[Records excerpted from a collection]
BEGIN
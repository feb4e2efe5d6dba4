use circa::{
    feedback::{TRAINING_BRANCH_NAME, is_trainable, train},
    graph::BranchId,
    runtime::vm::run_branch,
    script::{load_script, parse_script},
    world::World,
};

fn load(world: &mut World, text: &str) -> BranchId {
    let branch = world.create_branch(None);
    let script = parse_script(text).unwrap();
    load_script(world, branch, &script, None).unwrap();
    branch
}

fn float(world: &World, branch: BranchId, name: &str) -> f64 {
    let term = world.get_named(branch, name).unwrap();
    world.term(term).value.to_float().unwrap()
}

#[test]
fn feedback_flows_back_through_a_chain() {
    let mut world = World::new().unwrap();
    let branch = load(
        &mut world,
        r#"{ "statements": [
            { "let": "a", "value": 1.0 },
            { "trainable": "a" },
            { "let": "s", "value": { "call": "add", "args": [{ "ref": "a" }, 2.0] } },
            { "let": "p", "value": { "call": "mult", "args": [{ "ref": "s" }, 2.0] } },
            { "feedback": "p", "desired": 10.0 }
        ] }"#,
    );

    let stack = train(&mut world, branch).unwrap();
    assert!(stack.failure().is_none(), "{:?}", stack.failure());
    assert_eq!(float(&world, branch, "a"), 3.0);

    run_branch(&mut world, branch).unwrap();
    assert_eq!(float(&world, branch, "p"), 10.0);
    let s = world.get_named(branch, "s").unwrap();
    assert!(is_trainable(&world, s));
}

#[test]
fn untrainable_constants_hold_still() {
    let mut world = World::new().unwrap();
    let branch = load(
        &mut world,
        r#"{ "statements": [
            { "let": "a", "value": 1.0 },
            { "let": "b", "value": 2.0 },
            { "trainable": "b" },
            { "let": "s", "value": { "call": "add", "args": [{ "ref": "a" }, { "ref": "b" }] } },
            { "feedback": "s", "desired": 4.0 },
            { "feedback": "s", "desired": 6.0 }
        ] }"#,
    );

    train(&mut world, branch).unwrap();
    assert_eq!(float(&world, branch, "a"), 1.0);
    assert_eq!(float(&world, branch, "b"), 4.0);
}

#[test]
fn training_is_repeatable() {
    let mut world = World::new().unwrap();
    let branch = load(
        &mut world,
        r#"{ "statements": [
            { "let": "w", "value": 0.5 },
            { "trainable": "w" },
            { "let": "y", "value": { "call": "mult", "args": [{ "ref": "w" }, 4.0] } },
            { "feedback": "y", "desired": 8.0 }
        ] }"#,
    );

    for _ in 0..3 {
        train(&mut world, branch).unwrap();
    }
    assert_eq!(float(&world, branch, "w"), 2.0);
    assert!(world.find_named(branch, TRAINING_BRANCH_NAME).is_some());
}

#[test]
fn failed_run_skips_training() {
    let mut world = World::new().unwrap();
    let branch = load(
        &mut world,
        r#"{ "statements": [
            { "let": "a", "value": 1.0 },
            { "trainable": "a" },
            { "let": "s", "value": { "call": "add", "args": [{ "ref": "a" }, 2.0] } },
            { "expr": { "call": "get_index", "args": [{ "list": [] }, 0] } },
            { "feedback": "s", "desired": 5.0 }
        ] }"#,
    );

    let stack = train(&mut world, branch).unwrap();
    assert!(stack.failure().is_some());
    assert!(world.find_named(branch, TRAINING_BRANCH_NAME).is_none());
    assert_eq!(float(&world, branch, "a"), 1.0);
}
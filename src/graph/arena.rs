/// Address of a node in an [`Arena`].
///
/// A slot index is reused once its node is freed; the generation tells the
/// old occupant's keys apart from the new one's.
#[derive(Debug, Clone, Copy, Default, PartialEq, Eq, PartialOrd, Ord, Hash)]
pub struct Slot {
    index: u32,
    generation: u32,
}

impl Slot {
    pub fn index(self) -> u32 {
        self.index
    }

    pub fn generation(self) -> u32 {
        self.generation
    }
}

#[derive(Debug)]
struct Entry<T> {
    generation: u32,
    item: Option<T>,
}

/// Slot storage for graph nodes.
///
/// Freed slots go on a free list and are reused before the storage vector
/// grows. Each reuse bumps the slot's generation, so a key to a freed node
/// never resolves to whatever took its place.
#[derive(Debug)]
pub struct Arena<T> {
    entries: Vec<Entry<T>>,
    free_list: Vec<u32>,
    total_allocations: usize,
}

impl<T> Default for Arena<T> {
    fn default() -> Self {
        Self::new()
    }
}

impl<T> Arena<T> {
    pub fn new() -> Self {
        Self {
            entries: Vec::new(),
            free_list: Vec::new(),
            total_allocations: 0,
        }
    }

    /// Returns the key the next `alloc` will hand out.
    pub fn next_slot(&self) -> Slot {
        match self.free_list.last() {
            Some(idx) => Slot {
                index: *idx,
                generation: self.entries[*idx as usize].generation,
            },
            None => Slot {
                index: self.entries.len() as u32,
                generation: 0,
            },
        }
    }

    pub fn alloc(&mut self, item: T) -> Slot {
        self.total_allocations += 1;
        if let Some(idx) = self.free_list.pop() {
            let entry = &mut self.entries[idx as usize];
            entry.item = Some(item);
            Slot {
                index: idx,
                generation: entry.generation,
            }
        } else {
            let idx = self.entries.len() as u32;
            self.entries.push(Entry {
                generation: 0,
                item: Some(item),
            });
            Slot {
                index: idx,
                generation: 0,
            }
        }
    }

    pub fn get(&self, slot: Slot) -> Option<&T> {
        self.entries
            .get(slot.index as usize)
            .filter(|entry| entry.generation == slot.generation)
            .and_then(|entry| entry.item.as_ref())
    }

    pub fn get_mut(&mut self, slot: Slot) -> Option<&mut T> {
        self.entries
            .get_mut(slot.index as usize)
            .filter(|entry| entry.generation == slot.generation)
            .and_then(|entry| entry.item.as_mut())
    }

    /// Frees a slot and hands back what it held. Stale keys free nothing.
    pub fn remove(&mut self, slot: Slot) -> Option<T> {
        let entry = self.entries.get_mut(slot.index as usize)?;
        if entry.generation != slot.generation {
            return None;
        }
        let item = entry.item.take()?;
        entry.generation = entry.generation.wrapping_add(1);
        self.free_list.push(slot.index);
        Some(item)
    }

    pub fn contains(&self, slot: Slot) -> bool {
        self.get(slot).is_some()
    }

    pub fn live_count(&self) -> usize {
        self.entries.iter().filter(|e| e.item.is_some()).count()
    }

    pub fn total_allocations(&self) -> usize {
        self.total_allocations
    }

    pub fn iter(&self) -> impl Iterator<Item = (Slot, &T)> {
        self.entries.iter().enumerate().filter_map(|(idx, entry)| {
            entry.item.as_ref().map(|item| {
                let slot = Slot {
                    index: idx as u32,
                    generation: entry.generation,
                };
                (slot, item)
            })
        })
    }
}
END
-- Instructions for the task --
Set down exactly, and only, the lines from the one with "self.free_list.push(slot.index);" to the final line of the data.

-- Answer area --
        self.free_list.push(slot.index);
        Some(item)
    }

    pub fn contains(&self, slot: Slot) -> bool {
        self.get(slot).is_some()
    }

    pub fn live_count(&self) -> usize {
        self.entries.iter().filter(|e| e.item.is_some()).count()
    }

    pub fn total_allocations(&self) -> usize {
        self.total_allocations
    }

    pub fn iter(&self) -> impl Iterator<Item = (Slot, &T)> {
        self.entries.iter().enumerate().filter_map(|(idx, entry)| {
            entry.item.as_ref().map(|item| {
                let slot = Slot {
                    index: idx as u32,
                    generation: entry.generation,
                };
                (slot, item)
            })
        })
    }
}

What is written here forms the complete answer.